I wonder out loud whether this is an example of how most of us resent change as we get older. “It depends what sort of change,” he retorts. “If you were in Germany in 1933, would you have said ‘Well, change is always good?’”

Chris Tarrant and John Cleese in conversation for The Dinosaur Hour (GB News)

John Cleese has just turned eighty-four, but he shows no signs of slowing down. He’s written a new film with his daughter Camilla about Hollywood lookalikes, and they’re also hoping to collaborate on a series about Basil Fawlty in retirement, possibly set in a hotel on a Caribbean island. In addition to the Life of Brian stage play, John has been working on a musical adaptation of his 1988 movie A Fish Called Wanda. “It’s like you don’t stop,” I say.

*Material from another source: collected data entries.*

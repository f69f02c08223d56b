//! Client id -> session map
//!
//! The registry is the single owner of the id mapping. Everything that has
//! to look atomic to other connections (resume, takeover) happens under one
//! acquisition of its lock. Lock order is registry first, then session.

use std::collections::HashMap;
use std::fmt;
use std::sync::Arc;

use parking_lot::Mutex;

use super::{OutboundQueue, Session, SharedSession};

#[derive(Debug, Clone, PartialEq, Eq)]
pub enum RegistryError {
    /// A session with this client id is already registered
    AlreadyRegistered(Arc<str>),
}

impl fmt::Display for RegistryError {
    fn fmt(&self, f: &mut fmt::Formatter<'_>) -> fmt::Result {
        match self {
            RegistryError::AlreadyRegistered(id) => {
                write!(f, "session already registered: {}", id)
            }
        }
    }
}

impl std::error::Error for RegistryError {}

/// How a connection came to own its session
#[derive(Debug, Clone, Copy, PartialEq, Eq)]
pub enum ClaimOrigin {
    /// New session record
    Fresh,
    /// Existing persistent record reattached
    Resumed,
}

/// Result of [`SessionRegistry::claim`]
#[derive(Debug)]
pub struct Claim {
    pub session: SharedSession,
    pub origin: ClaimOrigin,
    /// Queue of the connection that held this client id before; already closed
    pub displaced: Option<Arc<OutboundQueue>>,
    /// Record that was replaced (clean session or protocol mismatch)
    pub discarded: Option<SharedSession>,
}

#[derive(Debug, Default)]
pub struct SessionRegistry {
    sessions: Mutex<HashMap<Arc<str>, SharedSession>>,
}

impl SessionRegistry {
    pub fn new() -> Self {
        Self::default()
    }

    pub fn find(&self, client_id: &str) -> Option<SharedSession> {
        self.sessions.lock().get(client_id).cloned()
    }

    /// Insert a session that must not already exist
    pub fn register(&self, session: SharedSession) -> Result<(), RegistryError> {
        let client_id = session.lock().client_id.clone();
        let mut sessions = self.sessions.lock();
        if sessions.contains_key(&client_id) {
            return Err(RegistryError::AlreadyRegistered(client_id));
        }
        sessions.insert(client_id, session);
        Ok(())
    }

    /// Insert or replace, returning the previous record
    pub fn update(&self, session: SharedSession) -> Option<SharedSession> {
        let client_id = session.lock().client_id.clone();
        self.sessions.lock().insert(client_id, session)
    }

    pub fn remove(&self, client_id: &str) -> Option<SharedSession> {
        self.sessions.lock().remove(client_id)
    }

    /// Remove `client_id` only if it still maps to `session`
    pub fn remove_if_current(&self, client_id: &str, session: &SharedSession) -> bool {
        let mut sessions = self.sessions.lock();
        match sessions.get(client_id) {
            Some(current) if Arc::ptr_eq(current, session) => {
                sessions.remove(client_id);
                true
            }
            _ => false,
        }
    }

    /// Hand `client_id` to connection `owner` in one step.
    ///
    /// A persistent record is resumed when both it and the incoming
    /// connection ask for clean_session=false; otherwise `create` builds a
    /// replacement. A queue still attached to the old record is detached and
    /// closed, which ends the older connection.
    pub fn claim(
        &self,
        client_id: &Arc<str>,
        clean_session: bool,
        owner: u64,
        create: impl FnOnce() -> Session,
    ) -> Claim {
        let mut sessions = self.sessions.lock();

        if let Some(existing) = sessions.get(client_id) {
            let mut current = existing.lock();
            if !clean_session && !current.clean_session {
                let displaced = current.claim(owner);
                if let Some(old) = &displaced {
                    old.close();
                }
                drop(current);
                return Claim {
                    session: existing.clone(),
                    origin: ClaimOrigin::Resumed,
                    displaced,
                    discarded: None,
                };
            }
        }

        let mut fresh = create();
        fresh.claim(owner);
        let session = Arc::new(Mutex::new(fresh));
        let discarded = sessions.insert(client_id.clone(), session.clone());
        let displaced = discarded.as_ref().and_then(|old| {
            let mut old = old.lock();
            let queue = old.claim(0);
            if let Some(q) = &queue {
                q.close();
            }
            queue
        });

        Claim {
            session,
            origin: ClaimOrigin::Fresh,
            displaced,
            discarded,
        }
    }

    pub fn len(&self) -> usize {
        self.sessions.lock().len()
    }

    pub fn is_empty(&self) -> bool {
        self.sessions.lock().is_empty()
    }
}

#[cfg(test)]
mod tests {
    use std::time::Duration;

    use super::*;
    use crate::protocol::{ProtocolVersion, QoS};
    use crate::session::OverflowPolicy;

    fn queue() -> Arc<OutboundQueue> {
        Arc::new(OutboundQueue::new(8, OverflowPolicy::Block, Duration::ZERO))
    }

    fn build(id: &Arc<str>, clean: bool) -> impl FnOnce() -> Session {
        let id = id.clone();
        move || Session::new(id, ProtocolVersion::V311, clean, 16)
    }

    /// Claim and attach a fresh queue, as a connecting client does
    fn connect(registry: &SessionRegistry, id: &Arc<str>, clean: bool, owner: u64) -> (Claim, Arc<OutboundQueue>) {
        let claim = registry.claim(id, clean, owner, build(id, clean));
        let q = queue();
        assert!(claim.session.lock().attach(owner, q.clone()));
        (claim, q)
    }

    #[test]
    fn test_register_rejects_duplicate() {
        let registry = SessionRegistry::new();
        let id: Arc<str> = Arc::from("dup");
        let s = Arc::new(Mutex::new(build(&id, true)()));
        assert!(registry.register(s.clone()).is_ok());
        assert_eq!(
            registry.register(s),
            Err(RegistryError::AlreadyRegistered(id))
        );
        assert_eq!(registry.len(), 1);
    }

    #[test]
    fn test_claim_resumes_persistent_session() {
        let registry = SessionRegistry::new();
        let id: Arc<str> = Arc::from("p");
        let (first, q1) = connect(&registry, &id, false, 1);
        assert_eq!(first.origin, ClaimOrigin::Fresh);
        first
            .session
            .lock()
            .subscriptions
            .insert("a/b".into(), QoS::AtLeastOnce);

        let (second, q2) = connect(&registry, &id, false, 2);
        assert_eq!(second.origin, ClaimOrigin::Resumed);
        assert!(Arc::ptr_eq(&first.session, &second.session));
        assert!(q1.is_closed(), "older connection is shut down");
        assert!(!q2.is_closed());
        let session = second.session.lock();
        assert!(session.is_owned_by(2));
        assert!(!session.is_owned_by(1));
        assert_eq!(session.subscriptions.get("a/b"), Some(&QoS::AtLeastOnce));
        assert_eq!(registry.len(), 1);
    }

    #[test]
    fn test_claim_clean_replaces_record() {
        let registry = SessionRegistry::new();
        let id: Arc<str> = Arc::from("c");
        let (first, q1) = connect(&registry, &id, false, 1);

        let (second, _q2) = connect(&registry, &id, true, 2);
        assert_eq!(second.origin, ClaimOrigin::Fresh);
        assert!(!Arc::ptr_eq(&first.session, &second.session));
        assert!(second.displaced.is_some());
        assert!(q1.is_closed());
        assert!(second
            .discarded
            .as_ref()
            .is_some_and(|old| Arc::ptr_eq(old, &first.session)));
        assert!(!first.session.lock().is_owned_by(1));
    }

    #[test]
    fn test_remove_if_current_ignores_stale() {
        let registry = SessionRegistry::new();
        let id: Arc<str> = Arc::from("s");
        let (first, _) = connect(&registry, &id, true, 1);
        let (second, _) = connect(&registry, &id, true, 2);

        assert!(!registry.remove_if_current(&id, &first.session));
        assert!(registry.find(&id).is_some());
        assert!(registry.remove_if_current(&id, &second.session));
        assert!(registry.is_empty());
    }

    #[test]
    fn test_concurrent_claims_leave_one_owner() {
        let registry = Arc::new(SessionRegistry::new());
        let id: Arc<str> = Arc::from("race");

        let owners: Vec<u64> = std::thread::scope(|scope| {
            let handles: Vec<_> = (1..=8u64)
                .map(|owner| {
                    let registry = registry.clone();
                    let id = id.clone();
                    scope.spawn(move || {
                        let claim = registry.claim(&id, false, owner, build(&id, false));
                        let attached = claim.session.lock().attach(owner, queue());
                        (owner, attached)
                    })
                })
                .collect();
            handles
                .into_iter()
                .map(|h| h.join().unwrap())
                .filter(|(_, attached)| *attached)
                .map(|(owner, _)| owner)
                .collect()
        });

        assert!(!owners.is_empty());
        let session = registry.find(&id).unwrap();
        let session = session.lock();
        let current: Vec<_> = owners.iter().filter(|o| session.is_owned_by(**o)).collect();
        assert_eq!(current.len(), 1);
        assert_eq!(registry.len(), 1);
    }
}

“The genuine reason is financial,” he says, explaining that his fortunes took a bad hit after his third divorce and the subsequent settlement of $20 million. “I’d like to buy a place in the sun before I die. Or at least a place in the sun where I could be buried. There are a whole lot of things I’d like to be doing — reading, writing and thinking about — and you can’t really do it when you’re busy doing interviews to sell tickets.”

Even so, John’s fans will be relieved that he’s not retiring any time soon. “I’ve realized in the last nine years that comedy is much more important than I ever thought,” he says. “It changes people. So many come up to me now with a tear in their eye saying, ‘Thank you for making me laugh all these years.’ Or they say, ‘Thank you for helping me through the difficult periods of my life.’ That kind of thing is very touching. You suddenly realize that people can have a rotten day at the office, come back home and put on an episode of Fawlty Towers, and once it’s finished they can have a nice evening. So perhaps I should call myself a comedy therapist.”

As for John’s detractors, he appears to bear them little ill-will. One of the advantages of such an immense legacy is that it is unlikely to be corroded by a few ungenerous reviews. He recalls with a smile one critic writing a piece that posed the question of whether Monty Python was ever really funny. “To which I think the only answer is — a lot of people thought so.”